Photo credit: Paul Kolnik
Photo credit: Paul Kolnik

And you designed the whole set as a giant turntable.

Because of the pace of the play—in POTUS we go from one place to the next very quickly, and as the show goes on it gets faster and faster and faster. I wanted to create a set that could have continuous action in a filmic kind of way so that you could track a character walking through the door, into the next room, then into the next room. What was key in POTUS was not having any dead time. You want the story to keep evolving.

Photo credit: Paul Kolnik
Photo credit: Paul Kolnik

What were a few specific design details you pulled from previous administrations?

There is a big bookshelf at the back of the office of the press secretary and different administrations have done different things with it. We hung a bunch of world clocks because that seemed to indicate power and reach, and this was a detail from the Bush administration.

And I found a picture of [President Biden's former press secretary] Jen Psaki's desk where she had a little ceramic elephant on it and I thought that was a fun detail to copy because as a set designer I always put an elephant on my set—it's just a little personal signature. Then once we got into the production, I realized this makes it seem like they're Republicans, so I got a couple of donkeys and put those around the set, too.
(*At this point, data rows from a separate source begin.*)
//! sentineld - Threat Sentinel monitoring daemon
//!
//! This daemon:
//! 1. Opens the configured frame source and detection client
//! 2. Runs analysis cycles on a fixed interval (or once with --once)
//! 3. Classifies detections and dispatches cooldown-gated alerts
//! 4. Keeps the most recent incidents in memory and prints an overview on exit

use anyhow::{anyhow, Result};
use clap::Parser;
use std::path::PathBuf;
use std::sync::mpsc;
use std::time::Duration;

use threat_sentinel::{
    build_scheduler, CycleOutcome, Scheduler, SchedulerMode, SentinelConfig, TriggerOutcome,
};

#[derive(Parser, Debug)]
#[command(
    author,
    version,
    about = "Periodic frame analysis with threat classification and alerting"
)]
struct Args {
    /// Config file (JSON, or TOML by .toml extension).
    #[arg(long, env = "SENTINEL_CONFIG")]
    config: Option<PathBuf>,

    /// Run a single on-demand analysis cycle and exit.
    #[arg(long)]
    once: bool,

    /// Analysis interval in milliseconds (must respect the configured minimum).
    #[arg(long)]
    interval_ms: Option<u64>,

    /// Print the incident log as JSON on exit.
    #[arg(long)]
    report: bool,
}

fn main() -> Result<()> {
    env_logger::Builder::from_env(env_logger::Env::default().default_filter_or("info")).init();
    let args = Args::parse();

    let mut cfg = SentinelConfig::load_from(args.config.as_deref())?;
    if let Some(ms) = args.interval_ms {
        cfg.schedule.interval = Duration::from_millis(ms);
        cfg.scheduler_settings().validate()?;
    }
    if args.once {
        cfg.schedule.auto_analyze = false;
        cfg.schedule.camera_active = true;
    }

    log::info!(
        "sentineld {} source={} detection={}",
        env!("CARGO_PKG_VERSION"),
        cfg.source.url,
        cfg.detection.endpoint
    );
    let scheduler = build_scheduler(&cfg)?;

    if args.once {
        run_once(&scheduler)?;
    } else {
        run_daemon(&scheduler, &cfg)?;
    }

    scheduler.shutdown();
    print_overview(&scheduler)?;
    if args.report {
        let incidents = scheduler.incidents()?;
        println!("{}", serde_json::to_string_pretty(&incidents)?);
    }
    Ok(())
}

fn run_once(scheduler: &Scheduler) -> Result<()> {
    match scheduler.analyze_now()? {
        TriggerOutcome::Completed(report) => match report.outcome {
            CycleOutcome::Completed {
                assessment,
                dispatch,
                ..
            } => {
                println!("{}", assessment.summary_text);
                if let Some(dispatch) = dispatch {
                    println!("alert: {} ({:?})", assessment.dominant_alert, dispatch);
                }
                Ok(())
            }
            CycleOutcome::Failed { error } => Err(anyhow!("analysis failed: {}", error)),
            CycleOutcome::Skipped { reason } => Err(anyhow!("analysis skipped: {:?}", reason)),
        },
        TriggerOutcome::Busy => Err(anyhow!("an analysis cycle is already running")),
        TriggerOutcome::CameraInactive => Err(anyhow!("camera is off")),
    }
}

fn run_daemon(scheduler: &Scheduler, cfg: &SentinelConfig) -> Result<()> {
    if scheduler.mode()? != SchedulerMode::AutoRunning {
        scheduler.set_camera_active(true)?;
        scheduler.start_auto()?;
    }
    log::info!(
        "sentineld running every {}ms (minimum {}ms)",
        cfg.schedule.interval.as_millis(),
        cfg.schedule.min_interval.as_millis()
    );

    let (tx, rx) = mpsc::channel();
    ctrlc::set_handler(move || {
        let _ = tx.send(());
    })
    .map_err(|e| anyhow!("error setting Ctrl-C handler: {}", e))?;

    log::info!("sentineld waiting for shutdown signal (Ctrl-C)...");
    let _ = rx.recv();
    log::info!("shutdown signal received, stopping analysis...");

    let stats = scheduler.stats();
    log::info!(
        "cycles started={} completed={} failed={} skipped={} dropped={}",
        stats.cycles_started,
        stats.cycles_completed,
        stats.cycles_failed,
        stats.cycles_skipped,
        stats.triggers_dropped
    );
    Ok(())
}

fn print_overview(scheduler: &Scheduler) -> Result<()> {
    let overview = scheduler.overview()?;
    if overview.is_empty() {
        eprintln!("no incidents recorded");
        return Ok(());
    }
    eprintln!("incident overview:");
    for entry in overview {
        eprintln!(
            "  {:<20} fire={} smoke={} crowd={} peak_density={:.0}%",
            entry.location,
            entry.fire_sightings,
            entry.smoke_sightings,
            entry.crowd_sightings,
            entry.peak_crowd_density * 100.0
        );
    }
    Ok(())
}
use std::io::Write;
use std::sync::Mutex;
use std::time::Duration;

use tempfile::{Builder, NamedTempFile};

use threat_sentinel::config::SentinelConfig;
use threat_sentinel::{build_scheduler, CycleOutcome, TriggerOutcome};

static ENV_LOCK: Mutex<()> = Mutex::new(());

fn clear_env() {
    for key in [
        "SENTINEL_CONFIG",
        "SENTINEL_SOURCE_URL",
        "SENTINEL_DETECT_URL",
        "SENTINEL_INTERVAL_MS",
        "SENTINEL_MIN_INTERVAL_MS",
        "SENTINEL_AUTO_ANALYZE",
        "SENTINEL_MQTT_BROKER",
    ] {
        std::env::remove_var(key);
    }
}

#[test]
fn loads_config_from_file_and_env_overrides() {
    let _guard = ENV_LOCK.lock().unwrap();
    clear_env();

    let mut file = NamedTempFile::new().expect("temp config");
    let json = r#"{
        "source": { "url": "stub://lobby-cam", "width": 160, "height": 120 },
        "detection": { "endpoint": "http://10.0.0.9:5001/detect", "timeout_ms": 2500 },
        "schedule": { "interval_ms": 2000, "min_interval_ms": 100, "auto_analyze": false },
        "locations": { "Lobby": { "lat": 12.9716, "lon": 77.5946 } }
    }"#;
    file.write_all(json.as_bytes()).expect("write config");

    std::env::set_var("SENTINEL_CONFIG", file.path());
    std::env::set_var("SENTINEL_INTERVAL_MS", "750");
    std::env::set_var("SENTINEL_AUTO_ANALYZE", "yes");

    let cfg = SentinelConfig::load().expect("load config");
    assert_eq!(cfg.source.url, "stub://lobby-cam");
    assert_eq!(cfg.source.width, 160);
    assert_eq!(cfg.detection.endpoint, "http://10.0.0.9:5001/detect");
    assert_eq!(cfg.detection.timeout, Duration::from_millis(2500));
    assert_eq!(cfg.schedule.interval, Duration::from_millis(750));
    assert_eq!(cfg.schedule.min_interval, Duration::from_millis(100));
    assert!(cfg.schedule.auto_analyze);
    assert!(cfg.mqtt.is_none());

    let coords = cfg
        .location_directory()
        .resolve("  lobby ")
        .expect("lobby coordinates");
    assert!((coords.lat - 12.9716).abs() < 1e-9);

    clear_env();
}

#[test]
fn toml_files_are_selected_by_extension() {
    let _guard = ENV_LOCK.lock().unwrap();
    clear_env();

    let mut file = Builder::new()
        .suffix(".toml")
        .tempfile()
        .expect("temp toml config");
    let toml = r#"
        [detection]
        endpoint = "stub://Atrium"

        [mqtt]
        broker = "127.0.0.1:1883"
        topic = "site-a/alerts"
    "#;
    file.write_all(toml.as_bytes()).expect("write config");

    std::env::set_var("SENTINEL_MQTT_BROKER", "broker.local:1884");
    let cfg = SentinelConfig::load_from(Some(file.path())).expect("load toml");
    let mqtt = cfg.mqtt.expect("mqtt configured");
    assert_eq!(mqtt.broker, "broker.local:1884");
    assert_eq!(mqtt.topic, "site-a/alerts");
    assert_eq!(cfg.detection.endpoint, "stub://Atrium");

    clear_env();
}

#[test]
fn interval_below_the_floor_is_rejected() {
    let _guard = ENV_LOCK.lock().unwrap();
    clear_env();

    std::env::set_var("SENTINEL_INTERVAL_MS", "10");
    let err = SentinelConfig::load_from(None).expect_err("below floor");
    assert!(err.to_string().contains("below the minimum"));

    std::env::set_var("SENTINEL_MIN_INTERVAL_MS", "5");
    let cfg = SentinelConfig::load_from(None).expect("lowered floor");
    assert_eq!(cfg.schedule.interval, Duration::from_millis(10));

    std::env::set_var("SENTINEL_INTERVAL_MS", "soon");
    assert!(SentinelConfig::load_from(None).is_err());

    clear_env();
}

#[test]
fn malformed_config_file_is_an_error() {
    let _guard = ENV_LOCK.lock().unwrap();
    clear_env();

    let mut file = NamedTempFile::new().expect("temp config");
    file.write_all(b"{ \"schedule\": { \"interval_ms\": \"fast\" } }")
        .expect("write config");
    let err = SentinelConfig::load_from(Some(file.path())).expect_err("bad type");
    assert!(err.to_string().contains("invalid config file"));

    clear_env();
}

#[test]
fn configured_scheduler_runs_against_the_demo_detector() {
    let _guard = ENV_LOCK.lock().unwrap();
    clear_env();

    std::env::set_var("SENTINEL_SOURCE_URL", "stub://atrium-cam");
    std::env::set_var("SENTINEL_DETECT_URL", "stub://Atrium");
    let cfg = SentinelConfig::load_from(None).expect("load config");
    clear_env();

    let scheduler = build_scheduler(&cfg).expect("scheduler");
    assert!(scheduler.camera_active().expect("camera"));

    let report = match scheduler.analyze_now().expect("trigger") {
        TriggerOutcome::Completed(report) => report,
        other => panic!("unexpected trigger outcome {:?}", other),
    };
    match report.outcome {
        CycleOutcome::Completed { incident, .. } => {
            assert_eq!(incident.detection.location, "Atrium");
        }
        other => panic!("unexpected cycle outcome {:?}", other),
    }
    assert_eq!(scheduler.incidents().expect("incidents").len(), 1);
    scheduler.shutdown();
}
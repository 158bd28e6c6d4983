//! Synthetic frame source (`stub://`) for tests and demos.

use anyhow::{anyhow, Result};

use super::FrameSource;
use crate::frame::{EncodedFrame, MAX_FRAME_DIMENSION};

#[derive(Clone, Debug)]
pub struct StubConfig {
    pub name: String,
    pub width: u32,
    pub height: u32,
}

impl Default for StubConfig {
    fn default() -> Self {
        Self {
            name: "camera".to_string(),
            width: 320,
            height: 240,
        }
    }
}

/// Synthetic source. Always has a frame while connected.
pub struct StubSource {
    config: StubConfig,
    label: String,
    active: bool,
    frame_count: u64,
}

impl StubSource {
    pub fn new(config: StubConfig) -> Self {
        let label = format!("stub://{}", config.name);
        Self {
            config,
            label,
            active: false,
            frame_count: 0,
        }
    }

    pub fn frames_captured(&self) -> u64 {
        self.frame_count
    }

    /// Gradient that shifts every frame so consecutive stills differ.
    fn generate_pixels(&self) -> Result<Vec<u8>> {
        let (width, height) = (self.config.width, self.config.height);
        if width > MAX_FRAME_DIMENSION || height > MAX_FRAME_DIMENSION {
            return Err(anyhow!(
                "synthetic frame {}x{} exceeds the {}px limit",
                width,
                height,
                MAX_FRAME_DIMENSION
            ));
        }
        let byte_count = (width as usize)
            .checked_mul(height as usize)
            .and_then(|pixels| pixels.checked_mul(3))
            .ok_or_else(|| anyhow!("synthetic frame {}x{} is too large", width, height))?;
        let mut pixels = vec![0u8; byte_count];
        for (i, pixel) in pixels.iter_mut().enumerate() {
            *pixel = ((i as u64 / 3 + self.frame_count) % 256) as u8;
        }
        Ok(pixels)
    }
}

impl FrameSource for StubSource {
    fn name(&self) -> &str {
        &self.label
    }

    fn connect(&mut self) -> Result<()> {
        if !self.active {
            log::info!("frame source {} connected (synthetic)", self.label);
            self.active = true;
        }
        Ok(())
    }

    fn disconnect(&mut self) {
        if self.active {
            log::info!("frame source {} disconnected", self.label);
            self.active = false;
        }
    }

    fn is_active(&self) -> bool {
        self.active
    }

    fn capture(&mut self) -> Result<Option<EncodedFrame>> {
        if !self.active {
            return Ok(None);
        }
        let pixels = self.generate_pixels()?;
        let frame = EncodedFrame::encode_rgb(pixels, self.config.width, self.config.height)?;
        self.frame_count += 1;
        Ok(Some(frame))
    }
}
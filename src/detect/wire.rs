//! JSON wire format of the detection service.
//!
//! Request: `{ "img_base64": "<base64 jpeg>" }`.
//! Response: counts plus optional annotated images. Every response field is
//! optional; absent or `null` fields default to zero/unknown.

use anyhow::{Context, Result};
use base64::engine::general_purpose::STANDARD;
use base64::Engine;
use serde::{Deserialize, Serialize};

use super::result::{clamp_density, DetectionResult, UNKNOWN_LOCATION};
use crate::frame::EncodedFrame;

#[derive(Debug, Serialize)]
pub struct DetectionRequest {
    pub img_base64: String,
}

impl DetectionRequest {
    pub fn from_frame(frame: &EncodedFrame) -> Self {
        Self {
            img_base64: STANDARD.encode(frame.as_jpeg()),
        }
    }
}

#[derive(Debug, Default, Deserialize)]
pub struct DetectionPayload {
    #[serde(default)]
    pub fire_count: Option<u32>,
    #[serde(default)]
    pub smoke_count: Option<u32>,
    #[serde(default)]
    pub crowd_density: Option<f64>,
    #[serde(default)]
    pub location: Option<String>,
    #[serde(default, rename = "alertType")]
    pub alert_type: Option<String>,
    /// Fire/smoke model annotation.
    #[serde(default)]
    pub annotated_img_base64: Option<String>,
    /// Crowd model annotation.
    #[serde(default)]
    pub crowd_annotated_img_base64: Option<String>,
}

impl DetectionPayload {
    pub fn parse(body: &str) -> Result<Self> {
        serde_json::from_str(body).context("parse detection response")
    }

    /// Resolve the payload into a result, defaulting every missing field.
    pub fn into_result(self) -> DetectionResult {
        let location = self
            .location
            .map(|location| location.trim().to_string())
            .filter(|location| !location.is_empty())
            .unwrap_or_else(|| UNKNOWN_LOCATION.to_string());
        let annotated_image = self
            .annotated_img_base64
            .as_deref()
            .and_then(decode_annotation)
            .or_else(|| {
                self.crowd_annotated_img_base64
                    .as_deref()
                    .and_then(decode_annotation)
            });
        DetectionResult {
            fire_count: self.fire_count.unwrap_or(0),
            smoke_count: self.smoke_count.unwrap_or(0),
            crowd_density: clamp_density(self.crowd_density.unwrap_or(0.0)),
            location,
            service_label: self.alert_type.filter(|label| !label.trim().is_empty()),
            annotated_image,
        }
    }
}

fn decode_annotation(encoded: &str) -> Option<Vec<u8>> {
    if encoded.is_empty() {
        return None;
    }
    match STANDARD.decode(encoded) {
        Ok(bytes) => Some(bytes),
        Err(e) => {
            log::debug!("dropping undecodable annotated image: {}", e);
            None
        }
    }
}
What other Easter Eggs have you incorporated into the set?

In the copy of the diplomatic reception room at the White House, which is covered in a mural depicting American revolutionary war scenes, there is a closet that is key to the story. The door opens a couple of times throughout the play and audience members with very sharp eyes would see there is a big stack of cardboard boxes in there as if it's like a storage closet in the White House. One of them says "Lincoln bedroom sheets" on them, but all the rest are allusions to presidential scandals. I think most audience members won't notice but every so often somebody will tell me they caught a glimpse. Those little details, I think they're fun. They get at the point of the show and the message that it's trying to pass along while at the same time adding a bit of spice.